A rather different picture emerges. While diagnoses first made in the U.K. have drifted slightly upwards, new diagnoses, where the diagnosis was first made abroad, have gone up from a low of 778 in 2019 to 3,198 in 2023, an increase of over 300%.
I suppose the questions this throws up are; does it matter? Who are all these new HIV carriers? What, if anything, should be done?
Does it matter?
Each new HIV patient will land the NHS with a lifetime liability of about £520,000 at today’s prices. So, the 3,198 new patients from abroad who arrived in 2023 will land us, the taxpayer, with a future liability of about £1.6 billion. Of course, if it transpires that another 3,198 turned up in 2024, then that’s another £1.6 billion. You know the old adage, £1 billion here, a £1 billion there, pretty soon you’re talking serious money. So yes, if we want NHS funding to go to U.K. citizens, then we shouldn’t be taking on the lifetime treatment of non-U.K. HIV patients.
Recently the OBR published an interesting analysis demonstrating the relative cost to the taxpayer of varying types of migrants over their lifetime. Their data was converted into a handy chart by the Oxford University Migration Observatory that I’ve reproduced in Figure 4:
It shows that a “low-wage migrant worker”, should they live until they’re 81, would have cost the U.K. taxpayer £465,000. Call me a cynic, but my betting would be that the 3,198 HIV carriers who arrived in 2023 would tend to cluster in the ‘low-wage’ group, suggesting that each one represents something like a £1 million future liability to the taxpayer, once you add in their future HIV medical costs.
Who are these people who arrived with a pre-existing HIV diagnosis?
Figure 5 shows that by far the largest group, at 68% of the total (10% were of unknown ethnicity), were Black Africans. What’s more, almost 70% of these Black African HIV carriers are women. In all likelihood, many of them will have been granted visas as the dependents of other recent migrants.
What should be done?
This really isn’t that difficult a question to answer. We should make a negative HIV test a condition of being granted a visa. Presently this isn’t a requirement.

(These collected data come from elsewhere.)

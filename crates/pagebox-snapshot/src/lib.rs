//! Read-only handoff of laid-out pagebox pages.
//!
//! A [`PageSnapshot`] is a flat, serializable copy of one logical page box:
//! JSON for inspection, postcard for caching. [`PageSnapshot::split_pages`]
//! assigns the captured nodes to the physical pages of a [`PageGrid`].
//!
//! [`PageGrid`]: pagebox::PageGrid

#![cfg_attr(
    not(test),
    deny(
        clippy::disallowed_methods,
        clippy::expect_used,
        clippy::unwrap_used,
        clippy::panic,
        clippy::panic_in_result_fn,
        clippy::todo,
        clippy::unimplemented
    )
)]

mod error;
mod snapshot;
mod store;

pub use error::SnapshotError;
pub use snapshot::{
    PageItem, PageSnapshot, PhysicalPage, SnapshotBoxType, SnapshotKind, SnapshotNode,
    SNAPSHOT_SCHEMA_VERSION,
};
pub use store::FileSnapshotStore;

The Government’s press release marking AIDS awareness day makes great play of £27 million being made available annually to test people in A&E departments to find those already in the U.K. who are HIV positive. This implies that HIV prevalence is essentially a U.K. health issue. But the reality is, that if we want to reduce the incidence of HIV in the U.K., we need to acknowledge it is primarily an immigration issue. Rather than testing in A&E departments, the testing should be carried out prior to arrival in the country.
Testing in a migrant’s home country requires that we can trust the validity of the tests. It also glosses over the ethical issues raised by asylum seekers testing positive for HIV: should they be denied entry due to a positive test? There is also the risk that, if we deny treatment to recent arrivals or send them back to their home country, we may find that they go ‘underground’, with the risk of increased spread of HIV in the U.K. However, it should be possible to address all these concerns and still significantly reduce the number of new entrants arriving who carry the HIV virus.
Of course, it may be that the Government sees it as part of our ‘good world citizen’ role to take in HIV patients. If that’s the case, we should be clear about this to our taxpayers. But surely, the £500 million or so we spend annually from our Overseas Aid budget on HIV/AIDS initiatives should be the limit of our support for non-U.K. HIV patients. We shouldn’t be allowing people to come to the U.K. who inevitably create an ever greater burden on the public purse. The granting of a visa is conditional on multiple factors. Surely, it’s not unreasonable that a negative HIV test be added to the list?
It is this kind of disingenuousness from the Government that truly rankles. There’s an obvious problem, a relatively straightforward solution, but out of a misplaced sense of charity, or perhaps an overdeveloped desire to be kind, we find that our Government is misleading the public by focusing on a hunt for HIV carriers by the NHS, when we know the real problem should be addressed by our Border Force.